> _What to produce_: In the material below, how many lines contain the string "worker"? Reply with the number only.

> _Records supplied_:
---------------

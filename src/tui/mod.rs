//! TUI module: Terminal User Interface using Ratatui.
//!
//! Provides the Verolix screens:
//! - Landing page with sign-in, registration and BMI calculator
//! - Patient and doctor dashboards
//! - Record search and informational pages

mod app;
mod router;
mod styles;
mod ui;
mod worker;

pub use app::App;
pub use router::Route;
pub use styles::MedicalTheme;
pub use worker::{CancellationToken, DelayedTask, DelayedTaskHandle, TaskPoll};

---------------

> _Solution to the exercise_: 2